Nurses at Henderson’s St. Rose hospitals leave SEIU

Employees vote to be represented by the California Nurses Association

SEIU Vigil

Richard Brian

Registered nurses, health care workers and others participate in a candlelight vigil on Sept. 10, 2008, at St. Rose Hospital-Siena Campus. The vigil was organized by the SEIU.

Updated Thursday, April 2, 2009 | 4:01 p.m.

SEIU Vigil

From left, Carmen Santos, Shirley Lahaylahay and Victoria Takatlashi light their candles during a candlelight vigil organized by the SEIU at St. Rose Hospital on Sept. 10. The women are nutrition service workers. Launch slideshow »

Nurses at St. Rose Dominican Hospitals' three campuses in Henderson and Las Vegas have voted to switch unions.
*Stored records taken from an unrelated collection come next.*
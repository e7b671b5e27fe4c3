//! The storage contract every backend implements.

use async_trait::async_trait;

use crate::config::StorageProvider;
use crate::error::StorageError;
use crate::upload::{AssetRole, FileUpload};

/// Uniform operations over one storage medium.
///
/// `store` is the only fallible operation. `delete`, `exists` and `size`
/// are best-effort: failures are logged and reported as `false`/`false`/`0`,
/// so a caller cannot tell "not found" from "backend unreachable".
///
/// # Example
///
/// ```rust,ignore
/// let url = store.store_avatar(&upload, "u1").await?;
/// assert!(store.exists(&url).await);
/// assert_eq!(store.size(&url).await, upload.len());
/// ```
#[async_trait]
pub trait FileStore: Send + Sync {
    /// Which backend this is.
    fn provider(&self) -> StorageProvider;

    /// Validate and persist `upload` under `subdirectory`, returning its
    /// public URL.
    ///
    /// Validation runs before any I/O.
    async fn store(&self, upload: &FileUpload, subdirectory: &str) -> Result<String, StorageError>;

    /// Delete the object behind `url`. Returns `true` only if something was
    /// deleted.
    async fn delete(&self, url: &str) -> bool;

    /// Whether the object behind `url` exists.
    async fn exists(&self, url: &str) -> bool;

    /// Size in bytes of the object behind `url`, or 0.
    async fn size(&self, url: &str) -> u64;

    // === Role helpers ===

    /// Store `upload` in the subdirectory owned by `role`.
    async fn store_for_role(
        &self,
        upload: &FileUpload,
        role: &AssetRole,
    ) -> Result<String, StorageError> {
        self.store(upload, &role.subdirectory()).await
    }

    /// Store a user's avatar under `avatars/{user_id}`.
    async fn store_avatar(&self, upload: &FileUpload, user_id: &str) -> Result<String, StorageError> {
        let role = AssetRole::Avatar {
            user_id: user_id.to_string(),
        };
        self.store_for_role(upload, &role).await
    }

    /// Store a webtoon cover under `webtoons/{webtoon_id}/covers`.
    async fn store_cover(
        &self,
        upload: &FileUpload,
        webtoon_id: &str,
    ) -> Result<String, StorageError> {
        let role = AssetRole::Cover {
            webtoon_id: webtoon_id.to_string(),
        };
        self.store_for_role(upload, &role).await
    }

    /// Store a chapter page under `webtoons/{webtoon_id}/chapters/{chapter_id}`.
    async fn store_page(
        &self,
        upload: &FileUpload,
        webtoon_id: &str,
        chapter_id: &str,
    ) -> Result<String, StorageError> {
        let role = AssetRole::Page {
            webtoon_id: webtoon_id.to_string(),
            chapter_id: chapter_id.to_string(),
        };
        self.store_for_role(upload, &role).await
    }
}
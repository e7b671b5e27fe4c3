//! Local filesystem backend.
//!
//! Files land at `{root}/{yyyy}/{MM}/{dd}/{subdirectory}/{uuid}{ext}` and are
//! published as `{base_url}/files/{yyyy}/{MM}/{dd}/{subdirectory}/{uuid}{ext}`.
//! The HTTP layer serves `root` under `/files/`.

use std::path::{Path, PathBuf};

use async_trait::async_trait;
use chrono::Utc;
use inkpress_shared::LocalStorageConfig;
use opendal::{ErrorKind, Metadata, Operator, services};
use tracing::{debug, error, info, warn};

use crate::backend::FileStore;
use crate::config::StorageProvider;
use crate::error::StorageError;
use crate::key::{KeyLayout, key_from_url};
use crate::policy::UploadPolicy;
use crate::upload::FileUpload;

/// Stores files on the local disk.
pub struct LocalFileStore {
    operator: Operator,
    root: PathBuf,
    url_prefix: String,
    policy: UploadPolicy,
}

impl LocalFileStore {
    /// Create the backend, creating the storage root if needed.
    ///
    /// # Errors
    ///
    /// Returns an error if the root cannot be created or is not valid UTF-8.
    pub fn new(config: &LocalStorageConfig) -> Result<Self, StorageError> {
        std::fs::create_dir_all(&config.root)?;
        let root = config.root.canonicalize()?;

        let builder = services::Fs::default().root(
            root.to_str()
                .ok_or_else(|| StorageError::configuration("storage root is not valid UTF-8"))?,
        );
        let operator = Operator::new(builder)
            .map_err(|e| StorageError::configuration(e.to_string()))?
            .finish();

        let url_prefix = format!("{}/files/", config.base_url.trim_end_matches('/'));
        let policy = UploadPolicy::allow_list(config.max_file_size, config.allowed_types.clone());

        Ok(Self {
            operator,
            root,
            url_prefix,
            policy,
        })
    }

    /// Absolute storage root.
    #[must_use]
    pub fn root(&self) -> &Path {
        &self.root
    }

    /// Prefix every issued URL starts with.
    #[must_use]
    pub fn url_prefix(&self) -> &str {
        &self.url_prefix
    }

    /// Validation rules for this backend.
    #[must_use]
    pub fn policy(&self) -> &UploadPolicy {
        &self.policy
    }

    fn key_for<'a>(&self, url: &'a str) -> Option<&'a str> {
        let key = key_from_url(url, &self.url_prefix);
        if key.is_none() {
            warn!(url, "URL was not issued by local storage");
        }
        key
    }

    /// Metadata of the file behind `key`; `None` if absent or not a file.
    async fn stat_file(&self, key: &str) -> Result<Option<Metadata>, opendal::Error> {
        match self.operator.stat(key).await {
            Ok(meta) if meta.is_file() => Ok(Some(meta)),
            Ok(_) => Ok(None),
            Err(e) if e.kind() == ErrorKind::NotFound => Ok(None),
            Err(e) => Err(e),
        }
    }
}

#[async_trait]
impl FileStore for LocalFileStore {
    fn provider(&self) -> StorageProvider {
        StorageProvider::Local
    }

    async fn store(&self, upload: &FileUpload, subdirectory: &str) -> Result<String, StorageError> {
        self.policy.validate(upload)?;

        let key = KeyLayout::DateFirst.generate(subdirectory, upload, Utc::now())?;
        debug!(key = %key, "Writing file to local storage");

        self.operator
            .write(&key, upload.bytes.clone())
            .await
            .map_err(StorageError::from)?;

        let url = format!("{}{key}", self.url_prefix);
        info!(url = %url, size = upload.len(), "File stored successfully");
        Ok(url)
    }

    async fn delete(&self, url: &str) -> bool {
        let Some(key) = self.key_for(url) else {
            return false;
        };

        match self.stat_file(key).await {
            Ok(Some(_)) => {}
            Ok(None) => return false,
            Err(e) => {
                error!(url, error = %e, "Error deleting file");
                return false;
            }
        }

        match self.operator.delete(key).await {
            Ok(()) => {
                info!(url, "File deleted successfully");
                true
            }
            Err(e) => {
                error!(url, error = %e, "Error deleting file");
                false
            }
        }
    }

    async fn exists(&self, url: &str) -> bool {
        let Some(key) = self.key_for(url) else {
            return false;
        };

        match self.stat_file(key).await {
            Ok(found) => found.is_some(),
            Err(e) => {
                error!(url, error = %e, "Error checking file existence");
                false
            }
        }
    }

    async fn size(&self, url: &str) -> u64 {
        let Some(key) = self.key_for(url) else {
            return 0;
        };

        match self.stat_file(key).await {
            Ok(Some(meta)) => meta.content_length(),
            Ok(None) => 0,
            Err(e) => {
                error!(url, error = %e, "Error getting file size");
                0
            }
        }
    }
}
The registered nurses voted 409-135 to be represented by the California Nurses Association, dropping the Service International Employees Union Local 1107, Stephen Wamser, deputy regional attorney for the National Labor Relations Board, said. The result was expected, given the national agreement the SEIU and the California Nurses Association signed last month.

The vote affects 1,100 nurses at St. Rose Dominican's Siena, de Lima and San Martin campuses. It brings them into the same union as 10,500 other nurses who work for Catholic Healthcare West, the company that owns the St. Rose Dominican hospitals, California Nurses Association spokesman Chuck Idelson said.

"The nurses there have been interested for some time in being unified with their colleagues who work at 27 other hospitals that are part of the same system," Idelson said.

The vote came after the SEIU and California Nurses Association national leadership came to an agreement to end the acrimonious battles they had been waging at some hospitals for the right to represent nurses.

The California union has been trying for more than a year to represent the St. Rose nurses. It failed to win a clear majority in two elections last year, one in May, the other in December.

"A decision was made at the national level to cease fire, in effect," said Amber Lopez Lasater, spokeswoman for the SEIU Local 1107. With a new Democratic administration, she said, both unions saw the opportunity to increase overall union membership.

In the weeks before the vote, nurses who work at St. Rose received a letter from the SEIU saying it would no longer contest the election.

The SEIU will not file any objections to the election results, Lopez Lasater said.

After seven days, if no objections are filed, the election will be certified, Wamser said.

Once that occurs, the California Nurses Association will have one year to negotiate a contract with St. Rose Dominican Hospitals, Wamser said. If it fails to do so, another union could challenge its right to represent the nurses, he said.

The hospital will continue to abide by the contract it signed last year with the SEIU, which provided wage increases and stronger staffing protection, St. Rose Dominican Hospitals spokesman Andy North said.

The SEIU will continue to represent the hospitals' non-nursing staff, he added.

"We support our nurses and the decision they have made, as we have in the past," North said. "It's our full intention to work collaboratively with CNA to develop a contract that is fair and best serves the needs of both our nurses and our hospitals."